- What you should do:
Search the entries below for the string "validate" and copy the lines that hold it.

Stored items from a collection
——————

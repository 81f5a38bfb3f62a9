//! Rating view.
//!
//! One rating per account; the backend answers `409` when the visitor has
//! already submitted, and the view turns that into a notice instead of an
//! error banner.

use crossterm::event::{KeyCode, KeyEvent};
use ratatui::Frame;
use ratatui::layout::Rect;
use ratatui::style::{Color, Style};
use ratatui::text::{Line, Span};
use ratatui::widgets::Paragraph;

use crate::common::fields::{busy_line, error_line, field_line, heading_line, hint_line, notice_line};
use crate::common::{TextField, field_input};
use crate::effects::UiEffect;

pub const MIN_RATING: u8 = 1;
pub const MAX_RATING: u8 = 5;

#[derive(Debug, Clone)]
pub struct RatingForm {
    pub rating: u8,
    pub message: TextField,
    /// 0 = stars row, 1 = message field.
    pub focus: usize,
    pub error: Option<String>,
    pub notice: Option<String>,
    pub already_rated: bool,
}

impl RatingForm {
    pub fn new() -> Self {
        Self {
            rating: 0,
            message: TextField::new("Comments"),
            focus: 0,
            error: None,
            notice: None,
            already_rated: false,
        }
    }
}

pub fn handle_key(form: &mut RatingForm, busy: bool, key: KeyEvent) -> Vec<UiEffect> {
    if form.already_rated {
        // Nothing left to edit; global keys still navigate away.
        return vec![];
    }
    match key.code {
        KeyCode::Tab | KeyCode::Down => {
            form.focus = (form.focus + 1) % 2;
            vec![]
        }
        KeyCode::BackTab | KeyCode::Up => {
            form.focus = (form.focus + 1) % 2;
            vec![]
        }
        KeyCode::Enter if !busy => match validate(form) {
            Ok(effect) => {
                form.error = None;
                vec![effect]
            }
            Err(message) => {
                form.error = Some(message);
                vec![]
            }
        },
        KeyCode::Enter => vec![],
        KeyCode::Left if form.focus == 0 => {
            form.rating = form.rating.saturating_sub(1).max(MIN_RATING);
            vec![]
        }
        KeyCode::Right if form.focus == 0 => {
            form.rating = (form.rating + 1).min(MAX_RATING);
            vec![]
        }
        KeyCode::Char(ch @ '1'..='5') if form.focus == 0 => {
            form.rating = ch as u8 - b'0';
            vec![]
        }
        _ if form.focus == 1 => {
            field_input(&mut form.message, key);
            vec![]
        }
        _ => vec![],
    }
}

fn validate(form: &RatingForm) -> Result<UiEffect, String> {
    if !(MIN_RATING..=MAX_RATING).contains(&form.rating) {
        return Err("Pick a rating from 1 to 5 first.".to_string());
    }
    Ok(UiEffect::SendRating {
        rating: form.rating,
        message: form.message.trimmed().to_string(),
    })
}

pub fn render(frame: &mut Frame, form: &RatingForm, busy: bool, area: Rect) {
    let mut lines = vec![heading_line("How are we doing?"), Line::from("")];

    if form.already_rated {
        lines.push(notice_line(
            form.notice
                .as_deref()
                .unwrap_or("You've already shared a rating. Thank you!"),
        ));
        frame.render_widget(Paragraph::new(lines), area);
        return;
    }

    lines.push(stars_line(form.rating, form.focus == 0));
    lines.push(Line::from(""));
    lines.push(field_line(&form.message, form.focus == 1));
    lines.push(Line::from(""));
    if let Some(message) = &form.error {
        lines.push(error_line(message));
    }
    if let Some(message) = &form.notice {
        lines.push(notice_line(message));
    }
    if busy {
        lines.push(busy_line("Submitting…"));
    }
    lines.push(Line::from(""));
    lines.push(hint_line(
        "1-5 or ←/→ pick stars · Tab comments · Enter submit · Esc back",
    ));
    frame.render_widget(Paragraph::new(lines), area);
}

fn stars_line(rating: u8, focused: bool) -> Line<'static> {
    let pointer = if focused { "› " } else { "  " };
    let label_style = if focused {
        Style::default().fg(Color::Cyan)
    } else {
        Style::default().fg(Color::DarkGray)
    };
    let mut spans = vec![Span::styled(format!("{pointer}{:<20}", "Rating"), label_style)];
    for step in MIN_RATING..=MAX_RATING {
        let (glyph, style) = if step <= rating {
            ("★ ", Style::default().fg(Color::Yellow))
        } else {
            ("☆ ", Style::default().fg(Color::DarkGray))
        };
        spans.push(Span::styled(glyph, style));
    }
    Line::from(spans)
}

#[cfg(test)]
mod tests {
    use crossterm::event::KeyModifiers;

    use super::*;

    fn press(code: KeyCode) -> KeyEvent {
        KeyEvent::new(code, KeyModifiers::NONE)
    }

    #[test]
    fn unset_rating_blocks_submit() {
        let mut form = RatingForm::new();
        let effects = handle_key(&mut form, false, press(KeyCode::Enter));
        assert!(effects.is_empty());
        assert!(form.error.is_some());
    }

    #[test]
    fn digit_keys_pick_a_star_count() {
        let mut form = RatingForm::new();
        handle_key(&mut form, false, press(KeyCode::Char('4')));
        assert_eq!(form.rating, 4);

        let effects = handle_key(&mut form, false, press(KeyCode::Enter));
        assert_eq!(
            effects,
            vec![UiEffect::SendRating {
                rating: 4,
                message: String::new(),
            }]
        );
    }

    #[test]
    fn arrows_stay_in_range() {
        let mut form = RatingForm::new();
        handle_key(&mut form, false, press(KeyCode::Char('5')));
        handle_key(&mut form, false, press(KeyCode::Right));
        assert_eq!(form.rating, 5);
        for _ in 0..10 {
            handle_key(&mut form, false, press(KeyCode::Left));
        }
        assert_eq!(form.rating, 1);
    }

    #[test]
    fn already_rated_locks_the_form() {
        let mut form = RatingForm::new();
        form.already_rated = true;
        let effects = handle_key(&mut form, false, press(KeyCode::Enter));
        assert!(effects.is_empty());
    }
}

——————

- Task answer:
        KeyCode::Enter if !busy => match validate(form) {
fn validate(form: &RatingForm) -> Result<UiEffect, String> {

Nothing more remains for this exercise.